What causes pulsation in the ear?

The feeling of pulsation in the ears is a fairly common symptom that accompanies many diseases and conditions. But regardless of the reasons that caused this symptom, it is a very unpleasant and uncomfortable sensation that can in itself greatly complicate a person’s life. In addition to the fact that pulsation significantly reduces hearing acuity, it can provoke extreme irritability, insomnia, loss of appetite and other disorders that - sooner or later - become the cause of new health problems.

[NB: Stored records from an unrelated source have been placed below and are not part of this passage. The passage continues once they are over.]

//! Configuration for the extraction pipeline.
//!
//! Configuration is always passed in by the caller. The library never reads
//! files or the environment on its own; [`ExtractionConfig::from_toml_str`] is
//! a convenience for callers that keep settings in TOML.

use serde::{Deserialize, Serialize};

use crate::error::ConfigError;
use crate::format::{FormatVersion, ScaleTable};
use crate::ink::PageChangePolicy;

/// Default outlier threshold: one Ncode unit.
pub const DEFAULT_OUTLIER_DISTANCE_MM: f64 = 2.371;

/// Configuration for the extraction pipeline.
#[derive(Debug, Clone, PartialEq, Serialize, Deserialize)]
#[serde(default)]
pub struct ExtractionConfig {
    /// Combine pages with the same identity across and within files
    pub merge_pages_by_identity: bool,
    /// Pen down before any page information is fatal instead of using (0,0,0)
    pub require_page_context: bool,
    /// Frame every file with this version, ignoring session headers
    #[serde(skip_serializing_if = "Option::is_none")]
    pub format_version_override: Option<u8>,
    /// Handling of a page change while a stroke is open
    pub page_change_policy: PageChangePolicy,
    /// Scale table used instead of each format's own
    #[serde(skip_serializing_if = "Option::is_none")]
    pub scale_override: Option<ScaleTable>,
    /// Filters applied to mapped strokes
    pub cleanup: CleanupConfig,
}

impl Default for ExtractionConfig {
    fn default() -> Self {
        Self {
            merge_pages_by_identity: false,
            require_page_context: false,
            format_version_override: None,
            page_change_policy: PageChangePolicy::Seal,
            scale_override: None,
            cleanup: CleanupConfig::default(),
        }
    }
}

/// Stroke cleanup filters. All off by default.
#[derive(Debug, Clone, PartialEq, Serialize, Deserialize)]
#[serde(default)]
pub struct CleanupConfig {
    /// Pull single-dot spikes back between their neighbours
    pub remove_outliers: bool,
    /// Spike threshold in millimetres
    pub outlier_distance_mm: f64,
    /// Collapse consecutive dots at the same position
    pub merge_duplicate_dots: bool,
}

impl Default for CleanupConfig {
    fn default() -> Self {
        Self {
            remove_outliers: false,
            outlier_distance_mm: DEFAULT_OUTLIER_DISTANCE_MM,
            merge_duplicate_dots: false,
        }
    }
}

impl CleanupConfig {
    /// True when at least one filter is enabled.
    pub fn is_enabled(&self) -> bool {
        self.remove_outliers || self.merge_duplicate_dots
    }
}

impl ExtractionConfig {
    /// Parse and validate a TOML document. Missing keys take their defaults.
    pub fn from_toml_str(content: &str) -> Result<Self, ConfigError> {
        let config: ExtractionConfig = toml::from_str(content)?;
        config.validate()?;
        Ok(config)
    }

    /// Check values serde can't: version ids, scale and threshold ranges.
    pub fn validate(&self) -> Result<(), ConfigError> {
        if let Some(id) = self.format_version_override {
            FormatVersion::try_from(id).map_err(ConfigError::InvalidFormatVersion)?;
        }
        if let Some(scale) = &self.scale_override {
            let fields = [
                ("x_scale", scale.x_scale),
                ("y_scale", scale.y_scale),
                ("pressure_max", scale.pressure_max),
            ];
            for (name, value) in fields {
                if !value.is_finite() || value <= 0.0 {
                    return Err(ConfigError::InvalidScale(format!(
                        "{} must be a positive number, got {}",
                        name, value
                    )));
                }
            }
        }
        let distance = self.cleanup.outlier_distance_mm;
        if !distance.is_finite() || distance < 0.0 {
            return Err(ConfigError::InvalidCleanup(format!(
                "outlier_distance_mm must be non-negative, got {}",
                distance
            )));
        }
        Ok(())
    }

    /// The forced format version, if any. Call [`validate`](Self::validate)
    /// first; an unknown id reads as no override.
    pub fn format_override(&self) -> Option<FormatVersion> {
        self.format_version_override.and_then(FormatVersion::from_id)
    }
}
//! Extraction outputs.

use std::collections::HashMap;

use serde::Serialize;

use crate::error::ExtractError;
use crate::ink::{Page, PageId};
use crate::warning::Warning;

/// Pages and warnings, in stream order.
#[derive(Debug, Clone, Default, PartialEq, Serialize)]
pub struct ExtractionResult {
    pub pages: Vec<Page>,
    pub warnings: Vec<Warning>,
}

impl ExtractionResult {
    pub fn stroke_count(&self) -> usize {
        self.pages.iter().map(|page| page.strokes.len()).sum()
    }

    pub fn dot_count(&self) -> usize {
        self.pages.iter().map(Page::dot_count).sum()
    }
}

/// Outcome for one input file.
///
/// A file with a fatal `error` has no pages but keeps the warnings raised
/// before the error.
#[derive(Debug, Clone, PartialEq, Serialize)]
pub struct FileExtraction {
    pub source: String,
    #[serde(flatten)]
    pub result: ExtractionResult,
    #[serde(skip_serializing_if = "Option::is_none")]
    pub error: Option<ExtractError>,
}

impl FileExtraction {
    pub fn is_ok(&self) -> bool {
        self.error.is_none()
    }
}

/// Per-file outcomes in input order plus their combination.
#[derive(Debug, Clone, PartialEq, Serialize)]
pub struct BatchExtraction {
    pub files: Vec<FileExtraction>,
    /// Pages of every file concatenated (or merged) in input order, with all
    /// warnings
    pub combined: ExtractionResult,
}

impl BatchExtraction {
    pub fn failed(&self) -> impl Iterator<Item = &FileExtraction> {
        self.files.iter().filter(|file| !file.is_ok())
    }

    pub fn has_errors(&self) -> bool {
        self.failed().next().is_some()
    }
}

/// Combine pages sharing an identity at the position of their first
/// occurrence. Strokes keep their relative order.
pub fn merge_pages(pages: Vec<Page>) -> Vec<Page> {
    let mut merged: Vec<Page> = Vec::with_capacity(pages.len());
    let mut index: HashMap<PageId, usize> = HashMap::new();
    for page in pages {
        match index.get(&page.id) {
            Some(&i) => merged[i].strokes.extend(page.strokes),
            None => {
                index.insert(page.id, merged.len());
                merged.push(page);
            }
        }
    }
    merged
}
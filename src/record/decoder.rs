//! Typed interpretation of framed records.

use bytes::Buf;

use super::{DecodedRecord, DotClock, RawRecord};
use crate::error::DecodeError;
use crate::format::tag::{DOT, PAGE_INFO, PEN_DOWN, PEN_UP, SESSION_INFO};
use crate::format::{DotLayout, FieldLimits, FormatVersion, SESSION_INFO_LEN};
use crate::warning::{ClampedValue, DotField};

/// A decoded record plus what the decoder had to fix on the way
#[derive(Debug, Clone, PartialEq, Eq)]
pub struct Decoded {
    pub offset: usize,
    pub format: FormatVersion,
    pub record: DecodedRecord,
    /// Out-of-range fields replaced by their bound
    pub clamped: Vec<ClampedValue>,
}

/// Decode one raw record according to the format it was framed with.
///
/// Tags the format doesn't define become [`DecodedRecord::Unknown`]. Only a
/// payload shorter than its type requires is an error.
pub fn decode(raw: &RawRecord<'_>) -> Result<Decoded, DecodeError> {
    let spec = raw.format.spec();
    let mut clamped = Vec::new();

    let record = if !spec.is_known(raw.tag) {
        DecodedRecord::Unknown {
            tag: raw.tag,
            payload: raw.payload.to_vec(),
        }
    } else {
        match raw.tag {
            SESSION_INFO => {
                let mut buf = require(raw, SESSION_INFO_LEN)?;
                DecodedRecord::SessionInfo {
                    format_version: buf.get_u8(),
                    device_id: buf.get_u32_le(),
                }
            }
            PAGE_INFO => {
                let mut buf = require(raw, 12)?;
                DecodedRecord::PageInfo {
                    owner_id: buf.get_u32_le(),
                    book_id: buf.get_u32_le(),
                    page_id: buf.get_u32_le(),
                }
            }
            PEN_DOWN => DecodedRecord::PenDown {
                timestamp: require(raw, 8)?.get_u64_le(),
            },
            PEN_UP => DecodedRecord::PenUp {
                timestamp: require(raw, 8)?.get_u64_le(),
            },
            DOT => decode_dot(raw, spec.dot_layout, &spec.limits, &mut clamped)?,
            tag => DecodedRecord::Unknown {
                tag,
                payload: raw.payload.to_vec(),
            },
        }
    };

    Ok(Decoded {
        offset: raw.offset,
        format: raw.format,
        record,
        clamped,
    })
}

fn require<'a>(raw: &RawRecord<'a>, needed: usize) -> Result<&'a [u8], DecodeError> {
    if raw.payload.len() < needed {
        return Err(DecodeError::ShortPayload {
            tag: raw.tag,
            needed,
            available: raw.payload.len(),
        });
    }
    Ok(raw.payload)
}

fn decode_dot(
    raw: &RawRecord<'_>,
    layout: DotLayout,
    limits: &FieldLimits,
    clamped: &mut Vec<ClampedValue>,
) -> Result<DecodedRecord, DecodeError> {
    let mut buf = require(raw, layout.payload_len())?;

    let clock = match layout {
        DotLayout::Compact => DotClock::Delta(buf.get_u8()),
        DotLayout::Extended => DotClock::Absolute(buf.get_u64_le()),
    };
    let x_int = buf.get_u16_le() as u32;
    let y_int = buf.get_u16_le() as u32;
    let x_frac = clamp(DotField::XFraction, buf.get_u8() as u32, limits.fraction_max as u32, clamped);
    let y_frac = clamp(DotField::YFraction, buf.get_u8() as u32, limits.fraction_max as u32, clamped);
    let (pressure, tilt) = match layout {
        DotLayout::Compact => (buf.get_u8() as u32, None),
        DotLayout::Extended => {
            let pressure = buf.get_u16_le() as u32;
            (pressure, Some((buf.get_u8(), buf.get_u8())))
        }
    };
    let pressure = clamp(DotField::Pressure, pressure, limits.pressure_max as u32, clamped);

    Ok(DecodedRecord::Dot {
        x: x_int * 100 + x_frac,
        y: y_int * 100 + y_frac,
        pressure: pressure as u16,
        tilt,
        clock,
    })
}

fn clamp(field: DotField, raw: u32, max: u32, clamped: &mut Vec<ClampedValue>) -> u32 {
    if raw > max {
        clamped.push(ClampedValue {
            field,
            raw,
            clamped: max,
        });
        max
    } else {
        raw
    }
}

Causes of pulsation in the ears

All the reasons why this symptom develops can be divided into four conditional categories:

• cardiovascular disorders;
• traumatic conditions;
• tumor diseases.

Cardiovascular disorders

Any of the following diseases of the heart and blood vessels can provoke a feeling of pulsation:

• hypertension and hypotension disrupt vascular tone, as a result of which the blood pressure in the inner ear insufficiently or excessively fills the capillaries and leads to the sound of “friction” of blood through the vessels - pulsating noise;
• atherosclerosis leads to a decrease in the elasticity of the walls of blood vessels, due to which the vessels are unable to contract in the same rhythm as the heartbeat. The pulsation, which stands out from the general rhythm, becomes audible;
• narrowing of the carotid artery, jugular vein, arteriovenous shunts and other defects in vascular anatomy create a kind of turbulent flow of blood that hits the walls of blood vessels, and in the immediate vicinity of the cells of the inner ear these “beats” of blood are perceived as pulsation.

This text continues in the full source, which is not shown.